Fortunately, the housing market is behaving rationally. Oh wait, that’s not even close to the truth. The housing market is just as weird as everything else right now. Let’s start with sales. We may be in a lockdown but we’ve just posted the 2nd highest sales month of the past decade. Sales were up 17% over June (1,036 / 1,250) and even up 11% over last July (1,107). We’ve only had one stronger sales month in the past 10 years and that was in June of 2017 (1,357), a record year.
Considering the circumstances Realtors® are working under with restricted showings, open house by appointment, and distance and virtual selling, this is an amazing feat. We’re still running about 4% behind last year’s pace year-to-date (6,337 / 6,101), but pending sales indicate that August should also be a strong month whereas last August dropped off. So, we’ll see where that takes us.
What makes it a sellers’ market? Combine strong demand with weak supply and that’s what you get. Our inventory of homes for sale is at the lowest point since mid-2013. The number of homes for sale declined another 13% last month (918 / 799), down a whopping 66% from last July (2,406). The last time we saw inventory this low we were just coming out of the housing crisis/financial meltdown. All the bank owned homes and short sales had been sold but regular sellers didn’t have enough equity to move yet. So we hit a point in December of 2012 where there were only 518 homes for sale across the region. Listings pick up again by mind-2013 and, while we’ve never exceeded a 3 or 4 months supply in the past 6 years, this level is concerning.
We’ve now had two months where sales have exceeded inventory. We’re not even measuring inventory in months anymore, we’re literally down to 2 weeks in some cities! We’re not only selling everything on the market, we’re cannibalizing new listings with an absorption rate of 105%, meaning for every new listing than comes on the market we’re selling 1.05 homes. You can’t build inventory that way. Oh, and they’re selling FAST!! 12.6 days on average last month down from 22 days in June. But you can’t sell what you don’t have!

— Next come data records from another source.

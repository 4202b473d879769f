//! CLI output formatting utilities.

use crate::rag::Answer;
use console::style;
use indicatif::{ProgressBar, ProgressStyle};

/// Output helper for CLI formatting.
pub struct Output;

impl Output {
    /// Print an info message.
    pub fn info(msg: &str) {
        println!("{} {}", style(">>").cyan().bold(), msg);
    }

    /// Print a success message.
    pub fn success(msg: &str) {
        println!("{} {}", style(">>").green().bold(), msg);
    }

    /// Print a warning message.
    pub fn warning(msg: &str) {
        eprintln!("{} {}", style(">>").yellow().bold(), msg);
    }

    /// Print an error message.
    pub fn error(msg: &str) {
        eprintln!("{} {}", style(">>").red().bold(), msg);
    }

    /// Print a header.
    pub fn header(msg: &str) {
        println!("\n{}", style(msg).bold().underlined());
    }

    /// Print a key-value pair.
    pub fn kv(key: &str, value: &str) {
        println!("  {}: {}", style(key).dim(), value);
    }

    /// Print a list item.
    pub fn list_item(msg: &str) {
        println!("  {} {}", style("*").cyan(), msg);
    }

    /// Print an answer followed by its sources.
    pub fn answer(answer: &Answer) {
        println!("\n{}\n", answer.text);

        if answer.sources.is_empty() {
            return;
        }

        Output::header("Sources");
        for source in &answer.sources {
            match &source.url {
                Some(url) => println!(
                    "  {} {}\n    {}",
                    style("*").cyan(),
                    style(&source.label).bold(),
                    style(url).dim()
                ),
                None => Output::list_item(&source.label),
            }
        }
        println!();
    }

    /// Create a spinner.
    pub fn spinner(msg: &str) -> ProgressBar {
        let pb = ProgressBar::new_spinner();
        pb.set_style(
            ProgressStyle::default_spinner()
                .template("{spinner:.green} {msg}")
                .unwrap_or_else(|_| ProgressStyle::default_spinner()),
        );
        pb.set_message(msg.to_string());
        pb.enable_steady_tick(std::time::Duration::from_millis(100));
        pb
    }
}
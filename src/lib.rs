//! Coursemate - course-material question answering with tool calling
//!
//! A CLI and library that answers questions about a course catalog by letting
//! a language model call search and outline tools over several rounds.
//!
//! # Overview
//!
//! For every question Coursemate:
//! - Sends the question with the available tools to an OpenAI-compatible endpoint
//! - Runs the tools the model asks for, round after round, until it is done
//!   or a stop rule fires (round ceiling, repeated query, nothing found)
//! - Has the model synthesize an answer from the tool output, or formats the
//!   output itself when synthesis is skipped or fails
//! - Returns the answer with the lessons it cited
//!
//! # Architecture
//!
//! - `config` - Settings, environment overrides and prompt templates
//! - `llm` - Chat model abstraction and the async-openai backend
//! - `catalog` - Course store abstraction and the in-memory catalog
//! - `tools` - Tool registry with the course search and outline tools
//! - `agent` - Round execution, continuation policy, synthesis and fallback
//! - `orchestrator` - One question end to end
//! - `rag` - Per-request answering with sources
//! - `session` - Conversation history for chat
//!
//! # Example
//!
//! ```rust,no_run
//! use coursemate::config::Settings;
//! use coursemate::rag::RagEngine;
//!
//! #[tokio::main]
//! async fn main() -> anyhow::Result<()> {
//!     let settings = Settings::load()?;
//!     let engine = RagEngine::from_settings(&settings)?;
//!
//!     let answer = engine.ask("What was covered in lesson 5 of the MCP course?", None).await;
//!     println!("{}", answer.text);
//!
//!     Ok(())
//! }
//! ```

pub mod agent;
pub mod catalog;
pub mod cli;
pub mod config;
pub mod error;
pub mod llm;
pub mod openai;
pub mod orchestrator;
pub mod rag;
pub mod session;
pub mod tools;

pub use error::{CoursemateError, Result};
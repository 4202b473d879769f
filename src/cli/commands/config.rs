//! Config command implementation.

use crate::cli::{ConfigAction, Output};
use crate::config::Settings;
use anyhow::Result;
use std::path::PathBuf;

/// Run the config command.
pub fn run_config(action: &ConfigAction, config_path: Option<&str>, settings: Settings) -> Result<()> {
    let path = config_path
        .map(PathBuf::from)
        .unwrap_or_else(Settings::default_config_path);

    match action {
        ConfigAction::Show => {
            if !path.exists() {
                Output::info(&format!("No config file at {}, showing defaults", path.display()));
            }
            let toml_str = toml::to_string_pretty(&settings)
                .map_err(|e| anyhow::anyhow!("Failed to serialize config: {}", e))?;
            println!("{}", toml_str);
        }

        ConfigAction::Path => {
            println!("{}", path.display());
        }
    }

    Ok(())
}
//! In-memory course catalog.
//!
//! Loaded from a JSON file; useful for local use and tests. Ranking is plain
//! term overlap, not semantic search.

use super::{ContentChunk, Course, CourseStore, Lesson, SearchFilter};
use crate::error::{CoursemateError, Result};
use async_trait::async_trait;
use serde::Deserialize;
use std::collections::HashSet;
use std::path::Path;
use tracing::info;

/// On-disk catalog layout.
#[derive(Debug, Deserialize)]
struct CatalogFile {
    courses: Vec<CatalogCourse>,
}

#[derive(Debug, Deserialize)]
struct CatalogCourse {
    title: String,
    #[serde(default)]
    course_link: Option<String>,
    #[serde(default)]
    instructor: Option<String>,
    #[serde(default)]
    lessons: Vec<CatalogLesson>,
}

#[derive(Debug, Deserialize)]
struct CatalogLesson {
    lesson_number: u32,
    lesson_title: String,
    #[serde(default)]
    lesson_link: Option<String>,
    #[serde(default)]
    content: String,
}

/// In-memory course store.
#[derive(Debug, Default)]
pub struct MemoryCourseStore {
    courses: Vec<Course>,
    chunks: Vec<ContentChunk>,
}

impl MemoryCourseStore {
    /// Create an empty store.
    pub fn new() -> Self {
        Self::default()
    }

    /// Load a store from a catalog JSON file.
    pub fn load(path: &Path) -> Result<Self> {
        let content = std::fs::read_to_string(path).map_err(|e| {
            CoursemateError::Catalog(format!("Cannot read catalog {}: {}", path.display(), e))
        })?;
        let store = Self::from_json(&content)?;
        info!(
            "Loaded {} courses ({} chunks) from {}",
            store.courses.len(),
            store.chunks.len(),
            path.display()
        );
        Ok(store)
    }

    /// Build a store from catalog JSON text.
    pub fn from_json(json: &str) -> Result<Self> {
        let file: CatalogFile = serde_json::from_str(json)?;
        let mut store = Self::new();

        for course in file.courses {
            let mut lessons = Vec::with_capacity(course.lessons.len());
            let mut contents = Vec::with_capacity(course.lessons.len());
            for lesson in course.lessons {
                contents.push((lesson.lesson_number, lesson.content));
                lessons.push(Lesson {
                    lesson_number: lesson.lesson_number,
                    lesson_title: lesson.lesson_title,
                    lesson_link: lesson.lesson_link,
                });
            }

            store.add_course(
                Course {
                    title: course.title,
                    course_link: course.course_link,
                    instructor: course.instructor,
                    lessons,
                },
                contents,
            );
        }

        Ok(store)
    }

    /// Add a course and its lesson texts. Each lesson is split into paragraph chunks.
    pub fn add_course(&mut self, course: Course, lesson_contents: Vec<(u32, String)>) {
        for (lesson_number, text) in lesson_contents {
            for paragraph in text.split("\n\n").map(str::trim).filter(|p| !p.is_empty()) {
                self.chunks.push(ContentChunk {
                    course_title: course.title.clone(),
                    lesson_number: Some(lesson_number),
                    content: paragraph.to_string(),
                });
            }
        }
        self.courses.retain(|c| c.title != course.title);
        self.courses.push(course);
    }
}

#[async_trait]
impl CourseStore for MemoryCourseStore {
    async fn search(&self, query: &str, filter: &SearchFilter, limit: usize) -> Result<Vec<ContentChunk>> {
        let terms = tokenize(query);
        if terms.is_empty() {
            return Ok(Vec::new());
        }

        let mut scored: Vec<(usize, &ContentChunk)> = self
            .chunks
            .iter()
            .filter(|c| {
                filter
                    .course_title
                    .as_ref()
                    .map_or(true, |title| &c.course_title == title)
            })
            .filter(|c| filter.lesson_number.is_none() || c.lesson_number == filter.lesson_number)
            .map(|c| (overlap(&terms, &c.content), c))
            .filter(|(score, _)| *score > 0)
            .collect();

        // Stable sort keeps catalog order among equal scores
        scored.sort_by(|a, b| b.0.cmp(&a.0));

        Ok(scored.into_iter().take(limit).map(|(_, c)| c.clone()).collect())
    }

    async fn resolve_course_name(&self, name: &str) -> Result<Option<String>> {
        let needle = name.trim().to_lowercase();
        if needle.is_empty() {
            return Ok(None);
        }

        if let Some(course) = self.courses.iter().find(|c| c.title.to_lowercase() == needle) {
            return Ok(Some(course.title.clone()));
        }

        if let Some(course) = self
            .courses
            .iter()
            .find(|c| c.title.to_lowercase().contains(&needle))
        {
            return Ok(Some(course.title.clone()));
        }

        let terms = tokenize(name);
        let best = self
            .courses
            .iter()
            .map(|c| (overlap(&terms, &c.title), c))
            .filter(|(score, _)| *score > 0)
            .max_by_key(|(score, _)| *score);

        Ok(best.map(|(_, c)| c.title.clone()))
    }

    async fn course(&self, title: &str) -> Result<Option<Course>> {
        Ok(self.courses.iter().find(|c| c.title == title).cloned())
    }

    async fn course_titles(&self) -> Result<Vec<String>> {
        Ok(self.courses.iter().map(|c| c.title.clone()).collect())
    }
}

/// Lowercased alphanumeric terms of at least two characters.
fn tokenize(text: &str) -> HashSet<String> {
    text.split(|c: char| !c.is_alphanumeric())
        .filter(|t| t.chars().count() >= 2)
        .map(str::to_lowercase)
        .collect()
}

/// Number of `terms` present in `text`.
fn overlap(terms: &HashSet<String>, text: &str) -> usize {
    let words = tokenize(text);
    terms.iter().filter(|t| words.contains(*t)).count()
}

How about median price? Sellers got to love that too. After a brief stall in June, prices ticked up another 2% into July ($411,606 / $420,701) maintaining a 6% lead over 2019 year-to-date ($381,866 / $407,452). Our housing market has posted ten straight years of year-to-date price appreciation totaling 51% increase, or a little better than doubling your value since 2010. (That means if you bought a house in 2008-2009, you’re almost back to break even. Wait, that’s not funny!) However, that level of equity position has driven distressed properties to an all-time low as a percentage of our market across our region. Nationwide they claim that even in a good economy you can expect a 4% foreclosure rate as people are beset by a range of issues. Our market this month has a distressed property rate of just 1.3% – that’s bank owned AND short sales combined.
Could that figure change over the next few months? You bet. Homeowners who have experience job loss or other hardship due to CV-19 have anywhere from 90 days to a year deferment and/or extension of mortgage payments. How long this economic lockdown continues and what the impact will be on homeowners and lenders is being hotly debated by better minds than mine (I hope!). Of potentially greater concern is the impact on the rental market, both residential and commercial. As our legislature debates extending the eviction moratorium to some date uncertain, with no relief built in for landlords, and with delinquency rates climbing into the high 20% range as the lockdown drags on, this has the potential to have an even more sobering effect on the market and could result in increased foreclosure activity down the road.
Meanwhile, interest rates continue to plumb new depths and buyers seem only too anxious to brave the COVID waters to put a roof over their heads right now. Who am I to disagree?